Genomes are typically divided into chromosomes, which are distinct DNA molecules together with all of the other molecules that associate with them in the cell. These associated molecules, primarily proteins, are involved in organizing the DNA, recognizing genes and initiating or inhibiting their expression. An organism can have one chromosome or many. Each chromosome has a unique sequence and specific genes are organized in the same order along a particular chromosome. For example, your chromosome 4 will have the same genes in the same sequence along its length as those of all (or at least the vast majority) of the people you will ever met. The difference is that you are likely to have different versions of those genes, different alleles. In this light, most macroscopic organisms (including humans) are diploid and so have two copies of each chromosome, with the exception of the chromosomes that determine sex, the X and Y chromosomes in humans. So you may have two different alleles for any particular gene. Most of these sequence differences will have absolutely no discernible effect on your molecular, physiological, or behavioral processes. However, some will have an effect, and these form the basis of genetic differences between organisms. That said, their effects will be influenced by the rest of your genome, so for most traits there is no simple link between genotype and phenotype.

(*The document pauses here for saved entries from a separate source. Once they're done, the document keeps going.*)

//! Low-pass filter effect.

use serde::{Deserialize, Serialize};

use super::biquad::{BiquadFilter, BiquadKind, FilterSettings};
use super::{EffectContext, SubmixEffect};

/// Cutoff settings for the low-pass filter.
pub type LowPassFilterSettings = FilterSettings;

/// Configured low-pass filter with per-channel history.
#[derive(Clone, Serialize, Deserialize)]
#[serde(default)]
pub struct LowPassFilterEffect {
    pub enabled: bool,
    #[serde(flatten)]
    pub settings: LowPassFilterSettings,
    #[serde(skip, default = "low_pass_filter")]
    filter: BiquadFilter,
}

fn low_pass_filter() -> BiquadFilter {
    BiquadFilter::new(BiquadKind::LowPass)
}

impl LowPassFilterEffect {
    pub fn new(settings: LowPassFilterSettings) -> Self {
        Self {
            enabled: true,
            settings,
            filter: low_pass_filter(),
        }
    }
}

impl std::fmt::Debug for LowPassFilterEffect {
    fn fmt(&self, f: &mut std::fmt::Formatter<'_>) -> std::fmt::Result {
        f.debug_struct("LowPassFilterEffect")
            .field("enabled", &self.enabled)
            .field("settings", &self.settings)
            .finish()
    }
}

impl Default for LowPassFilterEffect {
    fn default() -> Self {
        Self {
            enabled: false,
            settings: LowPassFilterSettings::default(),
            filter: low_pass_filter(),
        }
    }
}

impl SubmixEffect for LowPassFilterEffect {
    fn name(&self) -> &str {
        "low_pass"
    }

    fn process(&mut self, samples: &mut [f32], context: &EffectContext) {
        if !self.enabled {
            return;
        }
        self.filter.prepare(&self.settings, context);
        self.filter.process(samples);
    }

    fn reset_state(&mut self) {
        self.filter.reset();
    }

    fn warm_up(&mut self, context: &EffectContext) {
        self.filter.prepare(&self.settings, context);
    }
}

#[cfg(test)]
mod tests {
    use super::*;

    fn context() -> EffectContext {
        EffectContext::new(48_000, 2)
    }

    #[test]
    fn low_pass_disabled_passthrough() {
        let mut effect = LowPassFilterEffect::default();
        let mut samples = vec![0.1_f32, -0.1, 0.2, -0.2];
        let expected = samples.clone();
        effect.process(&mut samples, &context());
        assert_eq!(samples, expected);
    }

    #[test]
    fn low_pass_attenuates_nyquist_tone() {
        let mut effect = LowPassFilterEffect::new(LowPassFilterSettings::new(200, 0.707));
        let mut samples: Vec<f32> = (0..2048)
            .map(|i| if (i / 2) % 2 == 0 { 1.0 } else { -1.0 })
            .collect();
        effect.process(&mut samples, &context());
        let tail_peak = samples[1024..].iter().fold(0.0_f32, |m, s| m.max(s.abs()));
        assert!(tail_peak < 0.01, "peak {tail_peak}");
        assert!(samples.iter().all(|value| value.is_finite()));
    }

    #[test]
    fn reset_clears_history() {
        let mut effect = LowPassFilterEffect::new(LowPassFilterSettings::default());
        let mut warm = vec![1.0_f32; 64];
        effect.process(&mut warm, &context());
        effect.reset_state();

        let mut silence = vec![0.0_f32; 8];
        effect.process(&mut silence, &context());
        assert!(silence.iter().all(|s| *s == 0.0));
    }
}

In humans, only ~5% of the total genomic DNA is involved in encoding polypeptides. The amount of DNA used to regulate gene expression is more difficult to estimate, but it is clear that lots of the genome (including the 50% that includes dead transposons) is not directly functional. That said, gene organization can be quite complex. We can see an example of this complexity by looking at organisms with more “streamlined” genomes. While humans have an estimated ~25,000 genes in ~3.2 x 109 base pairs of DNA (about 1 gene per 128,000 base pairs of DNA), the single circular chromosome of the bacterium E. coli (K-12 strain) contains 4,377 genes in 4,639,221 base pairs of DNA, of which 4,290 encode polypeptides and the rest RNAs261. That is about one gene per 1000 base pairs of DNA.
In prokaryotes and eukaryotes, genes can be located on either strand of the DNA molecule, typically referred (arbitrarily) as the “+” and the “–“ strands of the molecule. Given that the strands are anti-parallel, a gene on the “+” strand runs in the opposite direction from a gene on the “–“ strand. We can illustrate this situation using the euryarchaea Picrophilus torridus. This archaea organism can grow under extreme conditions, around pH 0 and up to ~65°C. Its genome is 1,545,900 base pairs of DNA in length and it encodes 1,535 polypeptides (open reading frames), distributed fairly equally on the + and – strands262.
While most prokaryotic genes are located within a single major circular chromosome, the situation is complicated by the presence of separate, smaller circular DNA moleculesknown as plasmids. In contrast to the organism’s chromosome, plasmids can (generally) be gained or lost. That said, because plasmids contain genes it is possible for an organism to become dependent upon or addicted to a plasmid. For example, a plasmid can carry a gene that makes its host resistant to certain antibiotics. Given that most antibiotics have their origins as molecules made by one organism to kill or inhibit the growth of others, if an organism is living in the presence of an antibiotic, losing a plasmid that contains the appropriate antibiotic resistance gene will be lethal. Alternatively, plasmids can act selfishly. For example, suppose a plasmid carries the genes encoding an “addiction module” (which we discussed previously.) When the plasmid is present both toxin and anti-toxin are made. If, however, the plasmid is lost, the synthesis of the unstable anti-toxin ceases, while the stable toxin persists, becomes active (uninhibited), and kills the host. As you can begin to suspect, the ecological complexities of plasmids and their hosts are not simple.
Like the host chromosome plasmids have their own “origin of replication” sequence required for the initiation of DNA synthesis; this enables them to replicate independently of the main chromosome. Plasmids can be transferred from cell to cell either when the cell divides (vertical transmission) or between “unrelated” cells through what is known as horizontal transmission. If you think back to Griffith’s experiments on pneumonia, the ability of the DNA from dead S-type bacteria to transform R-type bacteria (and make them pathogenic) is an example of horizontal transmission.